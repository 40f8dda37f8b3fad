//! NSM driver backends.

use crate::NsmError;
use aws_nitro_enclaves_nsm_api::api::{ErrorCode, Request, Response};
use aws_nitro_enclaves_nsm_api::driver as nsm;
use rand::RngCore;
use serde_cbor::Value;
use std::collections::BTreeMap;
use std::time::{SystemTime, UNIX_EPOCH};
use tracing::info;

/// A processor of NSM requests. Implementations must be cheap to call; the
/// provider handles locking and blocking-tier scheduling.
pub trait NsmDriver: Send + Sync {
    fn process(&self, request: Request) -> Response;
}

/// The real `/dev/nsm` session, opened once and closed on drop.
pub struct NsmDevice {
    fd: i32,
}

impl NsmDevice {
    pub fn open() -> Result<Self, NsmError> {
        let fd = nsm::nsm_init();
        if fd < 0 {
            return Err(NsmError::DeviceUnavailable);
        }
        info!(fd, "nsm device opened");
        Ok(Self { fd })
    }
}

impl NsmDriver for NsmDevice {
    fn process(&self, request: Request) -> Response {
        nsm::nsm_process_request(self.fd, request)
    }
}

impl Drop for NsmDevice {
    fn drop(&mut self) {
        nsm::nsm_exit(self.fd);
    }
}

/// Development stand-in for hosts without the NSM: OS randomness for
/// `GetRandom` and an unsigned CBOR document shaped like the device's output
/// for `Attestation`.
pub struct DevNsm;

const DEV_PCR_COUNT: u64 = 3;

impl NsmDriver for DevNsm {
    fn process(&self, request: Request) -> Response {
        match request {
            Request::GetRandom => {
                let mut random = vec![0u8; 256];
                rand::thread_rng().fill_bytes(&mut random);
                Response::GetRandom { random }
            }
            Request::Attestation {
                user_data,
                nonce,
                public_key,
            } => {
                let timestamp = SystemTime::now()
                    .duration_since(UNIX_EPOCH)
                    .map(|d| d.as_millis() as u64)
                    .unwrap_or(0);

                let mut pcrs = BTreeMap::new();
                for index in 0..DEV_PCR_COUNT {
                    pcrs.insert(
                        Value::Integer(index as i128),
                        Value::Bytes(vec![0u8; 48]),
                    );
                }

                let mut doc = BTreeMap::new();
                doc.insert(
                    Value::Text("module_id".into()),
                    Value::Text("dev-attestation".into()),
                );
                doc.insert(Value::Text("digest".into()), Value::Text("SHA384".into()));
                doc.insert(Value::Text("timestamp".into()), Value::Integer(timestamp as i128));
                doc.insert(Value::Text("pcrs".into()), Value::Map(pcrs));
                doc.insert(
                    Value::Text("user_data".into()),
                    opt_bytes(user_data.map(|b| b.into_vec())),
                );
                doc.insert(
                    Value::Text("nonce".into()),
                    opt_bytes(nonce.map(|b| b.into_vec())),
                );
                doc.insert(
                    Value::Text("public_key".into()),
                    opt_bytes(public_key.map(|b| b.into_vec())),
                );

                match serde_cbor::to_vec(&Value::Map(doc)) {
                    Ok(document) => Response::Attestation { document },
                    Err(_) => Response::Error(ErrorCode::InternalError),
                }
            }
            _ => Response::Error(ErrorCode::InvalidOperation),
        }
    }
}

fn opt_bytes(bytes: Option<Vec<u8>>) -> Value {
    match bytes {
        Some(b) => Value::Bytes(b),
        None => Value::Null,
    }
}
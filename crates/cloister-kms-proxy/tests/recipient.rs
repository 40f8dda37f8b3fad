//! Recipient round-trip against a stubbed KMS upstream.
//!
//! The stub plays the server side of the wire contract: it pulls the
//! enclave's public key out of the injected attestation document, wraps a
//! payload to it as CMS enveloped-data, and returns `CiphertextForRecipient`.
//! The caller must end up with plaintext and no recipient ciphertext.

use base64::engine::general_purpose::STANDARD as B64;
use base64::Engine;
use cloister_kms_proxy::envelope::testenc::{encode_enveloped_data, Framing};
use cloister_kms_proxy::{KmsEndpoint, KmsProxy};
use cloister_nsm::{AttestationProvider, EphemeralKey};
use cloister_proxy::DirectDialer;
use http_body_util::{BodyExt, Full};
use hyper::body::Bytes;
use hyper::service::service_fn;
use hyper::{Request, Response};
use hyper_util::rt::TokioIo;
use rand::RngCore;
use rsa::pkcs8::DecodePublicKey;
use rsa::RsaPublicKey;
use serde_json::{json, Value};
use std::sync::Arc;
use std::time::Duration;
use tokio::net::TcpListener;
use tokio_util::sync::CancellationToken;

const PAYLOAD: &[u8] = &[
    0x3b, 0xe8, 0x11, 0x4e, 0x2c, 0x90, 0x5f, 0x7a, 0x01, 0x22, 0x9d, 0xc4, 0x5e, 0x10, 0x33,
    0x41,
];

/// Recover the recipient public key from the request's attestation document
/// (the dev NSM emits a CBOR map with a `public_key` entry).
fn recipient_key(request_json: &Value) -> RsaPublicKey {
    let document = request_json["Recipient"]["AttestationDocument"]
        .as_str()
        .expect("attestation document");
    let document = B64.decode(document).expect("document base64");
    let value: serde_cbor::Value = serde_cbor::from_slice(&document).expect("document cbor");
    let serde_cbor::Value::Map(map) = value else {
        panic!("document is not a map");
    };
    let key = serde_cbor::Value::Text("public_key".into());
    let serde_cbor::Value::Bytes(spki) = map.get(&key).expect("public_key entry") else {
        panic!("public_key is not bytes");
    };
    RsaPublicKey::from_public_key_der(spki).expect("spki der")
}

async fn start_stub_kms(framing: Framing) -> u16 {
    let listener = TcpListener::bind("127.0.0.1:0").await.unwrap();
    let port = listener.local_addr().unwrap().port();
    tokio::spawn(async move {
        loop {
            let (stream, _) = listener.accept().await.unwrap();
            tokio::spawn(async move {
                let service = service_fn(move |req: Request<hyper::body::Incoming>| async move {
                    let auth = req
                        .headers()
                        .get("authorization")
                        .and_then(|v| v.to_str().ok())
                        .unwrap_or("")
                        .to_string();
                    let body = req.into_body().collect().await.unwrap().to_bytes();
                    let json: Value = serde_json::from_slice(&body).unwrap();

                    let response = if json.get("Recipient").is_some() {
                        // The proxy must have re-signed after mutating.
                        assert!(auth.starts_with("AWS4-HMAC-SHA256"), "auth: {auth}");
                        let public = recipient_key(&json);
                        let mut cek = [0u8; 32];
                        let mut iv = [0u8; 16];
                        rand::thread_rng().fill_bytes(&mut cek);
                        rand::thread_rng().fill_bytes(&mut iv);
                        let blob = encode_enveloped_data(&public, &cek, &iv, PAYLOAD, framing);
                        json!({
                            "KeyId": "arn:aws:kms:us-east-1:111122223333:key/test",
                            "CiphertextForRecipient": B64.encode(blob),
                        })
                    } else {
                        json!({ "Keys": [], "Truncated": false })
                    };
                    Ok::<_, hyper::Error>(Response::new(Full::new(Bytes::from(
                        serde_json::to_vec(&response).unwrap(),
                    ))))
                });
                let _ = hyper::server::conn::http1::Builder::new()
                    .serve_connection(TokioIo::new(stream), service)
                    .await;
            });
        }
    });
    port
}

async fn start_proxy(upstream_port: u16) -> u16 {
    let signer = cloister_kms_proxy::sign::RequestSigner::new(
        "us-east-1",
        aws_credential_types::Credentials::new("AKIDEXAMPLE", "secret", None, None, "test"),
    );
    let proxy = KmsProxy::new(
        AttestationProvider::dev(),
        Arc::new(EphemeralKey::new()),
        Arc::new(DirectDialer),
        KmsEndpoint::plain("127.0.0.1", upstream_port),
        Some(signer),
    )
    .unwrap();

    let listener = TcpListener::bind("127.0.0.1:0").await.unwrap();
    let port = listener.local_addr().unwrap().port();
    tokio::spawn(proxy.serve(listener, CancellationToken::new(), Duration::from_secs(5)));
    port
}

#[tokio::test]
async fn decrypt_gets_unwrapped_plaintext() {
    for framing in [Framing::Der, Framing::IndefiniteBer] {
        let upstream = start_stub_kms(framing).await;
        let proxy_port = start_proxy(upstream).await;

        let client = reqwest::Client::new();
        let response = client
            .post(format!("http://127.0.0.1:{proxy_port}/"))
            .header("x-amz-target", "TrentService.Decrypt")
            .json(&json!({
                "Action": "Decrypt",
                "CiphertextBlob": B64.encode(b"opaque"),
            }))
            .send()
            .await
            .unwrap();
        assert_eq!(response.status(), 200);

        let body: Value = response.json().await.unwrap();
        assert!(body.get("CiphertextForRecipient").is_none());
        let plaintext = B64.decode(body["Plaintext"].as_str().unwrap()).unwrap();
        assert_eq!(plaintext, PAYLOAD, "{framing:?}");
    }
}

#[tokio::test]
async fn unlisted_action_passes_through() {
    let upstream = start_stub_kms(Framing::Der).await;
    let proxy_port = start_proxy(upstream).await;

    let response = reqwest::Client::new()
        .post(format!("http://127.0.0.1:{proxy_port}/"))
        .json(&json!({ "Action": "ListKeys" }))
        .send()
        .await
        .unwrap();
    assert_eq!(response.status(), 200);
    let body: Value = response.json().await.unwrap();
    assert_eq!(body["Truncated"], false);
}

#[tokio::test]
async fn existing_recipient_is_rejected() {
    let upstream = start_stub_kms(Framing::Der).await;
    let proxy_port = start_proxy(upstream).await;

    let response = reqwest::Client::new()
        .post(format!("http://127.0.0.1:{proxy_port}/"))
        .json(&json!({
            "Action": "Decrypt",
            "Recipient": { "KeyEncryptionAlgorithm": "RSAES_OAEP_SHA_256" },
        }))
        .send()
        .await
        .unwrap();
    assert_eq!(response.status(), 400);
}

——

Go through the material and report each line that holds the string "DevNsm".

| Result below |
pub struct DevNsm;
impl NsmDriver for DevNsm {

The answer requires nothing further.